Create and extract .zip archives (common on Windows).

$ zip -r archive.zip directory/
$ unzip archive.zip
$ unzip -l archive.zip
# List contents without extracting

Powerful Command Combinations

The Real Power: Combining Commands with Pipes

The pipe operator (|) connects commands, passing output of one as input to another.
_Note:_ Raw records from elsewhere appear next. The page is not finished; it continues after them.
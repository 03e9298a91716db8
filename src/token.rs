use chrono::{Duration, Utc};
use jsonwebtoken::{DecodingKey, EncodingKey, Header, Validation, decode, encode};
use serde::{Serialize, de::DeserializeOwned};

use crate::{
    dto::auth::{Claims, ResetClaims},
    error::{AppError, AppResult},
};

pub const SESSION_TTL: Duration = Duration::days(7);
pub const RESET_TTL: Duration = Duration::minutes(15);
const RESET_PURPOSE: &str = "password_reset";

fn expiry(ttl: Duration) -> AppResult<usize> {
    let expiration = Utc::now()
        .checked_add_signed(ttl)
        .ok_or_else(|| AppError::Internal(anyhow::anyhow!("Failed to set expiration")))?;
    Ok(expiration.timestamp() as usize)
}

fn sign<T: Serialize>(secret: &str, claims: &T) -> AppResult<String> {
    encode(
        &Header::default(),
        claims,
        &EncodingKey::from_secret(secret.as_bytes()),
    )
    .map_err(|e| AppError::Internal(anyhow::anyhow!(e.to_string())))
}

fn verify<T: DeserializeOwned>(secret: &str, token: &str) -> Option<T> {
    decode::<T>(
        token,
        &DecodingKey::from_secret(secret.as_bytes()),
        &Validation::default(),
    )
    .ok()
    .map(|data| data.claims)
}

pub fn issue_session_token(secret: &str, user_id: i64, email: &str, role: &str) -> AppResult<String> {
    let claims = Claims {
        sub: user_id.to_string(),
        email: email.to_string(),
        role: role.to_string(),
        exp: expiry(SESSION_TTL)?,
    };
    sign(secret, &claims)
}

pub fn decode_session_token(secret: &str, token: &str) -> AppResult<Claims> {
    verify::<Claims>(secret, token)
        .ok_or_else(|| AppError::Unauthorized("Invalid or expired token".into()))
}

pub fn issue_reset_token(secret: &str, user_id: i64, email: &str) -> AppResult<String> {
    let claims = ResetClaims {
        sub: user_id.to_string(),
        email: email.to_string(),
        purpose: RESET_PURPOSE.to_string(),
        exp: expiry(RESET_TTL)?,
    };
    sign(secret, &claims)
}

pub fn decode_reset_token(secret: &str, token: &str) -> AppResult<ResetClaims> {
    verify::<ResetClaims>(secret, token)
        .filter(|claims| claims.purpose == RESET_PURPOSE)
        .ok_or_else(|| AppError::Unauthorized("Invalid or expired reset token".into()))
}

/// Parse the numeric user id carried in `sub`.
pub fn subject_id(sub: &str) -> AppResult<i64> {
    sub.parse::<i64>()
        .map_err(|_| AppError::Unauthorized("Invalid user id in token".into()))
}

#[cfg(test)]
mod tests {
    use super::*;

    const SECRET: &str = "test-secret";

    #[test]
    fn session_token_round_trips_identity_and_role() {
        let token = issue_session_token(SECRET, 42, "a@b.c", "admin").unwrap();
        let claims = decode_session_token(SECRET, &token).unwrap();
        assert_eq!(claims.sub, "42");
        assert_eq!(claims.email, "a@b.c");
        assert_eq!(claims.role, "admin");

        let ttl = claims.exp as i64 - Utc::now().timestamp();
        assert!(ttl > Duration::days(6).num_seconds());
        assert!(ttl <= SESSION_TTL.num_seconds());
    }

    #[test]
    fn wrong_secret_is_unauthorized() {
        let token = issue_session_token(SECRET, 1, "a@b.c", "user").unwrap();
        let err = decode_session_token("other", &token).unwrap_err();
        assert!(matches!(err, AppError::Unauthorized(_)));
    }

    #[test]
    fn expired_token_is_rejected() {
        let claims = Claims {
            sub: "1".into(),
            email: "a@b.c".into(),
            role: "user".into(),
            exp: (Utc::now() - Duration::hours(1)).timestamp() as usize,
        };
        let token = sign(SECRET, &claims).unwrap();
        assert!(decode_session_token(SECRET, &token).is_err());
    }

    #[test]
    fn reset_and_session_tokens_are_not_interchangeable() {
        let reset = issue_reset_token(SECRET, 5, "a@b.c").unwrap();
        let session = issue_session_token(SECRET, 5, "a@b.c", "user").unwrap();

        assert!(decode_session_token(SECRET, &reset).is_err());
        assert!(decode_reset_token(SECRET, &session).is_err());

        let claims = decode_reset_token(SECRET, &reset).unwrap();
        assert_eq!(subject_id(&claims.sub).unwrap(), 5);
        let ttl = claims.exp as i64 - Utc::now().timestamp();
        assert!(ttl <= RESET_TTL.num_seconds());
    }

    #[test]
    fn non_numeric_subject_is_unauthorized() {
        assert!(matches!(subject_id("abc"), Err(AppError::Unauthorized(_))));
    }
}
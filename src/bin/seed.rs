use storefront_api::{
    config::AppConfig,
    db::{create_pool, run_migrations},
    seed,
};
use tracing_subscriber::{layer::SubscriberExt, util::SubscriberInitExt};

#[tokio::main]
async fn main() -> anyhow::Result<()> {
    dotenvy::dotenv().ok();
    tracing_subscriber::registry()
        .with(
            tracing_subscriber::EnvFilter::try_from_default_env()
                .unwrap_or_else(|_| "info".into()),
        )
        .with(tracing_subscriber::fmt::layer())
        .init();

    let config = AppConfig::from_env()?;
    let pool = create_pool(&config.database_url, 2).await?;
    // Ensure migrations are applied.
    run_migrations(&pool).await?;

    seed::run(&pool).await?;

    println!("Seed completed");
    Ok(())
}
use axum::{
    Json, Router,
    extract::State,
    http::StatusCode,
    routing::{get, post},
};

use crate::{
    dto::products::{
        CreateProductRequest, CreatedProduct, ProductFilterQuery, ProductList, ReviewList,
        ReviewRequest, UpdateProductRequest,
    },
    error::AppResult,
    extract::{AppJson, AppPath, AppQuery},
    middleware::auth::AuthUser,
    models::{ProductDetail, ProductView, Review},
    response::ApiResponse,
    services::product_service,
    state::AppState,
};

pub fn router() -> Router<AppState> {
    Router::new()
        .route("/", get(list_products))
        .route("/filtered-products", get(filtered_products))
        .route("/new-product", post(create_product))
        .route(
            "/{id}",
            get(get_product).put(update_product).delete(delete_product),
        )
        .route("/{id}/reviews", get(list_reviews).post(add_review))
}

#[utoipa::path(
    get,
    path = "/api/v1/product",
    responses(
        (status = 200, description = "Newest products, at most 100", body = ApiResponse<ProductList>)
    ),
    tag = "Products"
)]
pub async fn list_products(
    State(state): State<AppState>,
) -> AppResult<Json<ApiResponse<ProductList>>> {
    let resp = product_service::list_products(&state).await?;
    Ok(Json(resp))
}

#[utoipa::path(
    get,
    path = "/api/v1/product/filtered-products",
    params(ProductFilterQuery),
    responses(
        (status = 200, description = "Products matching the filters", body = ApiResponse<ProductList>),
        (status = 400, description = "Malformed price range")
    ),
    tag = "Products"
)]
pub async fn filtered_products(
    State(state): State<AppState>,
    AppQuery(query): AppQuery<ProductFilterQuery>,
) -> AppResult<Json<ApiResponse<ProductList>>> {
    let resp = product_service::filtered_products(&state, query).await?;
    Ok(Json(resp))
}

#[utoipa::path(
    get,
    path = "/api/v1/product/{id}",
    params(
        ("id" = i64, Path, description = "Product ID")
    ),
    responses(
        (status = 200, description = "Product with images and reviews", body = ApiResponse<ProductDetail>),
        (status = 404, description = "Product not found"),
    ),
    tag = "Products"
)]
pub async fn get_product(
    State(state): State<AppState>,
    AppPath(id): AppPath<i64>,
) -> AppResult<Json<ApiResponse<ProductDetail>>> {
    let resp = product_service::get_product(&state, id).await?;
    Ok(Json(resp))
}

#[utoipa::path(
    post,
    path = "/api/v1/product/new-product",
    request_body = CreateProductRequest,
    responses(
        (status = 201, description = "Product created", body = ApiResponse<CreatedProduct>),
        (status = 400, description = "Invalid product data"),
        (status = 403, description = "Admin access required")
    ),
    security(("bearer_auth" = [])),
    tag = "Products"
)]
pub async fn create_product(
    State(state): State<AppState>,
    user: AuthUser,
    AppJson(payload): AppJson<CreateProductRequest>,
) -> AppResult<(StatusCode, Json<ApiResponse<CreatedProduct>>)> {
    let resp = product_service::create_product(&state, &user, payload).await?;
    Ok((StatusCode::CREATED, Json(resp)))
}

#[utoipa::path(
    put,
    path = "/api/v1/product/{id}",
    params(
        ("id" = i64, Path, description = "Product ID")
    ),
    request_body = UpdateProductRequest,
    responses(
        (status = 200, description = "Product updated", body = ApiResponse<ProductView>),
        (status = 404, description = "Product not found"),
        (status = 403, description = "Admin access required")
    ),
    security(("bearer_auth" = [])),
    tag = "Products"
)]
pub async fn update_product(
    State(state): State<AppState>,
    user: AuthUser,
    AppPath(id): AppPath<i64>,
    AppJson(payload): AppJson<UpdateProductRequest>,
) -> AppResult<Json<ApiResponse<ProductView>>> {
    let resp = product_service::update_product(&state, &user, id, payload).await?;
    Ok(Json(resp))
}

#[utoipa::path(
    delete,
    path = "/api/v1/product/{id}",
    params(
        ("id" = i64, Path, description = "Product ID")
    ),
    responses(
        (status = 200, description = "Product deleted", body = ApiResponse<serde_json::Value>),
        (status = 404, description = "Product not found"),
        (status = 409, description = "Product has orders")
    ),
    security(("bearer_auth" = [])),
    tag = "Products"
)]
pub async fn delete_product(
    State(state): State<AppState>,
    user: AuthUser,
    AppPath(id): AppPath<i64>,
) -> AppResult<Json<ApiResponse<serde_json::Value>>> {
    let resp = product_service::delete_product(&state, &user, id).await?;
    Ok(Json(resp))
}

#[utoipa::path(
    get,
    path = "/api/v1/product/{id}/reviews",
    params(
        ("id" = i64, Path, description = "Product ID")
    ),
    responses(
        (status = 200, description = "Reviews, newest first", body = ApiResponse<ReviewList>),
        (status = 404, description = "Product not found")
    ),
    tag = "Products"
)]
pub async fn list_reviews(
    State(state): State<AppState>,
    AppPath(id): AppPath<i64>,
) -> AppResult<Json<ApiResponse<ReviewList>>> {
    let resp = product_service::list_reviews(&state, id).await?;
    Ok(Json(resp))
}

#[utoipa::path(
    post,
    path = "/api/v1/product/{id}/reviews",
    params(
        ("id" = i64, Path, description = "Product ID")
    ),
    request_body = ReviewRequest,
    responses(
        (status = 200, description = "Review created or replaced", body = ApiResponse<Review>),
        (status = 400, description = "Invalid rating or comment"),
        (status = 404, description = "Product not found")
    ),
    security(("bearer_auth" = [])),
    tag = "Products"
)]
pub async fn add_review(
    State(state): State<AppState>,
    user: AuthUser,
    AppPath(id): AppPath<i64>,
    AppJson(payload): AppJson<ReviewRequest>,
) -> AppResult<Json<ApiResponse<Review>>> {
    let resp = product_service::add_review(&state, &user, id, payload).await?;
    Ok(Json(resp))
}
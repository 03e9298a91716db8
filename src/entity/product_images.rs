use sea_orm::entity::prelude::*;

#[derive(Clone, Debug, PartialEq, DeriveEntityModel)]
#[sea_orm(table_name = "product_images")]
pub struct Model {
    #[sea_orm(primary_key)]
    pub id: i64,
    pub product_id: i64,
    pub url: String,
    pub is_main: bool,
    pub created_at: DateTimeWithTimeZone,
}

#[derive(Copy, Clone, Debug, EnumIter, DeriveRelation)]
pub enum Relation {
    #[sea_orm(
        belongs_to = "super::products::Entity",
        from = "Column::ProductId",
        to = "super::products::Column::Id",
        on_delete = "Cascade"
    )]
    Products,
}

impl Related<super::products::Entity> for Entity {
    fn to() -> RelationDef {
        Relation::Products.def()
    }
}

impl ActiveModelBehavior for ActiveModel {}
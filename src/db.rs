use anyhow::Result;
use sea_orm::{DatabaseConnection, SqlxPostgresConnector};
use sqlx::postgres::PgPoolOptions;
use std::time::Duration;

pub type DbPool = sqlx::PgPool;
pub type OrmConn = DatabaseConnection;

/// Create the shared Postgres pool.
pub async fn create_pool(database_url: &str, max_connections: u32) -> Result<DbPool> {
    let pool = PgPoolOptions::new()
        .max_connections(max_connections)
        .acquire_timeout(Duration::from_secs(5))
        .connect(database_url)
        .await?;
    Ok(pool)
}

/// Wrap an existing pool in a SeaORM connection so both layers share connections.
pub fn orm_from_pool(pool: &DbPool) -> OrmConn {
    SqlxPostgresConnector::from_sqlx_postgres_pool(pool.clone())
}

/// Apply the SQL files in `migrations/`.
pub async fn run_migrations(pool: &DbPool) -> Result<()> {
    sqlx::migrate!("./migrations").run(pool).await?;
    Ok(())
}
use utoipa::{
    Modify, OpenApi,
    openapi::{
        self,
        OpenApi as OpenApiSpec,
        security::{HttpAuthScheme, HttpBuilder, SecurityScheme},
    },
};
use utoipa_scalar::{Scalar, Servable};

use crate::{
    dto::{
        auth::{
            ForgotPasswordRequest, ForgotPasswordResponse, LoginRequest, LoginResponse,
            RegisterRequest, ResetPasswordRequest, UpdateDetailsRequest,
        },
        cart::{AddToCartRequest, CartItemDto, CartList},
        orders::{
            AdminOrder, AdminOrderList, CheckoutLineItem, CreateCheckoutSessionRequest,
            DeletedOrders, OrderList, OrderWithItems, PlacedOrder, PurchasedLineItem,
            UpdateOrderStatusRequest, VerifyPaymentRequest,
        },
        products::{
            CreateProductRequest, CreatedProduct, ProductFilterQuery, ProductList, ReviewList,
            ReviewRequest, UpdateProductRequest,
        },
        users::{AddressList, AddressRequest, UpdateProfileRequest, UserList},
        wishlist::{
            AddWishlistRequest, UpdateWishlistRequest, UserWishlist, WishlistAction,
            WishlistPageQuery, WishlistProductList,
        },
    },
    models::{
        CartItem, Order, OrderItem, Product, ProductDetail, ProductImage, ProductSummary,
        ProductView, Review, User, UserAddress,
    },
    response::{ApiResponse, Meta},
    routes::{auth, cart, health, orders, params, products, users, wishlist},
};

struct SecurityAddon;

impl Modify for SecurityAddon {
    fn modify(&self, openapi: &mut openapi::OpenApi) {
        let components = openapi.components.get_or_insert_with(Default::default);
        components.add_security_scheme(
            "bearer_auth",
            SecurityScheme::Http(
                HttpBuilder::new()
                    .scheme(HttpAuthScheme::Bearer)
                    .bearer_format("JWT")
                    .build(),
            ),
        );
    }
}

#[derive(OpenApi)]
#[openapi(
    paths(
        health::health_check,
        auth::register,
        auth::login,
        auth::user_auth,
        auth::admin_auth,
        auth::forgot_password,
        auth::reset_password,
        auth::update_details,
        products::list_products,
        products::filtered_products,
        products::get_product,
        products::create_product,
        products::update_product,
        products::delete_product,
        products::list_reviews,
        products::add_review,
        orders::list_orders,
        orders::get_order,
        orders::create_checkout_session,
        orders::verify_payment,
        orders::list_all_orders,
        orders::update_order_status,
        orders::delete_all_orders,
        users::list_users,
        users::user_orders,
        users::user_wishlist,
        users::wishlist_products,
        users::update_wishlist,
        users::put_wishlist,
        users::get_user,
        users::update_profile,
        users::deactivate_user,
        users::list_addresses,
        users::add_address,
        users::update_address,
        users::delete_address,
        wishlist::list_wishlist,
        wishlist::add_to_wishlist,
        wishlist::remove_from_wishlist,
        wishlist::admin_user_wishlist,
        cart::cart_list,
        cart::add_to_cart,
        cart::remove_from_cart
    ),
    components(
        schemas(
            User,
            UserAddress,
            Product,
            ProductImage,
            ProductView,
            ProductDetail,
            ProductSummary,
            Review,
            CartItem,
            Order,
            OrderItem,
            RegisterRequest,
            LoginRequest,
            LoginResponse,
            ForgotPasswordRequest,
            ForgotPasswordResponse,
            ResetPasswordRequest,
            UpdateDetailsRequest,
            CreateProductRequest,
            UpdateProductRequest,
            ProductFilterQuery,
            CreatedProduct,
            ProductList,
            ReviewRequest,
            ReviewList,
            CheckoutLineItem,
            CreateCheckoutSessionRequest,
            PurchasedLineItem,
            VerifyPaymentRequest,
            PlacedOrder,
            OrderWithItems,
            OrderList,
            AdminOrder,
            AdminOrderList,
            UpdateOrderStatusRequest,
            DeletedOrders,
            UpdateProfileRequest,
            AddressRequest,
            AddressList,
            UserList,
            AddWishlistRequest,
            WishlistAction,
            UpdateWishlistRequest,
            WishlistPageQuery,
            WishlistProductList,
            UserWishlist,
            AddToCartRequest,
            CartItemDto,
            CartList,
            params::Pagination,
            Meta,
            ApiResponse<User>,
            ApiResponse<ProductList>,
            ApiResponse<OrderWithItems>,
            ApiResponse<OrderList>,
            ApiResponse<PlacedOrder>
        )
    ),
    security(
        ("bearer_auth" = [])
    ),
    modifiers(&SecurityAddon),
    tags(
        (name = "Health", description = "Health check endpoint"),
        (name = "Auth", description = "Registration, login and password reset"),
        (name = "Products", description = "Catalog and reviews"),
        (name = "Orders", description = "Checkout and order history"),
        (name = "Admin", description = "Order administration"),
        (name = "Users", description = "Profiles, addresses and wishlist views"),
        (name = "Wishlist", description = "Wishlist endpoints"),
        (name = "Cart", description = "Cart endpoints"),
    )
)]
pub struct ApiDoc;

pub fn scalar_docs() -> Scalar<OpenApiSpec> {
    Scalar::with_url("/docs", ApiDoc::openapi())
}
This allows complex data processing pipelines.

Counting Files by Type

$ find . -type f | \
sed 's/.*\.//' | sort | uniq -c | sort -nr

Finds all files, extracts extensions, counts occurrences

Top 10 Memory Using Processes

$ ps aux --sort=-%mem | head -11

Monitor Multiple Logs

$ tail -f /var/log/nginx/*.log | \
grep -E "(error|500|404)"

Find Largest Files

$ find / -type f -size +100M 2>/dev/null | \
xargs du -h | sort -rh | head -20

Essential Keyboard Shortcuts

Master these keyboard shortcuts to work faster in the terminal:

Shortcut Action Description
Ctrl+C Interrupt/Kill Stop current command
Ctrl+D EOF/Exit End of file or exit shell
Ctrl+Z Suspend Pause foreground job
Ctrl+R Reverse Search Search command history
Ctrl+A Beginning of Line Move cursor to line start
Ctrl+E End of Line Move cursor to line end
Ctrl+U Cut to Beginning Delete from cursor to start
Ctrl+K Cut to End Delete from cursor to end
Ctrl+Y Paste Paste previously cut text
Tab Auto-complete Complete commands/filenames
↑ / ↓ History Navigation Scroll through command history

Practice Exercises for DevOps Scenarios

Try these real-world exercises to build your skills:

  1. Log Investigation: Find all unique IP addresses that accessed your server today from the nginx access log.
  2. Disk Cleanup: Find all files larger than 100MB in /var and report their total size.
  3. Process Management: Write a command that kills all zombie processes.
  4. Backup Script: Create a one-liner that backs up the /etc directory, compresses it, and names it with today's date.
  5. Monitoring: Create a command that shows the 5 most CPU-intensive processes every 5 seconds.
  6. Security Check: Find all files in /etc with world-writeable permissions.
  7. Network Test: Check if port 443 is open on 5 different servers and report results.

Key Takeaways for DevOps Engineers

  • Master the basics first: Navigation, file operations, and text processing commands form 80% of daily work.
  • Learn to chain commands: Pipes (|) turn simple commands into powerful data processing pipelines.
  • Use man pages: man command or command --help are always available reference.
  • Practice safe commands: Always verify paths before using destructive commands like rm -rf.
  • Build muscle memory: Regular practice makes command usage second nature.
  • Document your aliases: Create aliases for frequently used complex commands.
  • Understand exit codes: Commands return 0 on success, non-zero on failure - crucial for scripting.

Start with mastering 20 essential commands, then gradually expand your toolkit as you encounter new scenarios in your DevOps work.

Next Steps in Your Learning Journey

Once you're comfortable with these basic commands, explore:

  1. Shell scripting: Combine commands into reusable scripts with variables, conditionals, and loops.
  2. Regular expressions: Master pattern matching for advanced grep, sed, and awk usage.
  3. Advanced text processing: Learn about sort, uniq, paste, join, and column.
  4. Process substitution: Learn about <(command) syntax for advanced command chaining.
  5. Performance monitoring: Dive deeper into vmstat, iostat, sar, and dstat.
  6. Container-specific commands: Master docker, docker-compose, and kubectl commands.

Remember: Proficiency comes from practice. Try to use the command line for tasks you'd normally do with GUI tools. Over time, you'll build speed and efficiency that makes you more productive in your DevOps role.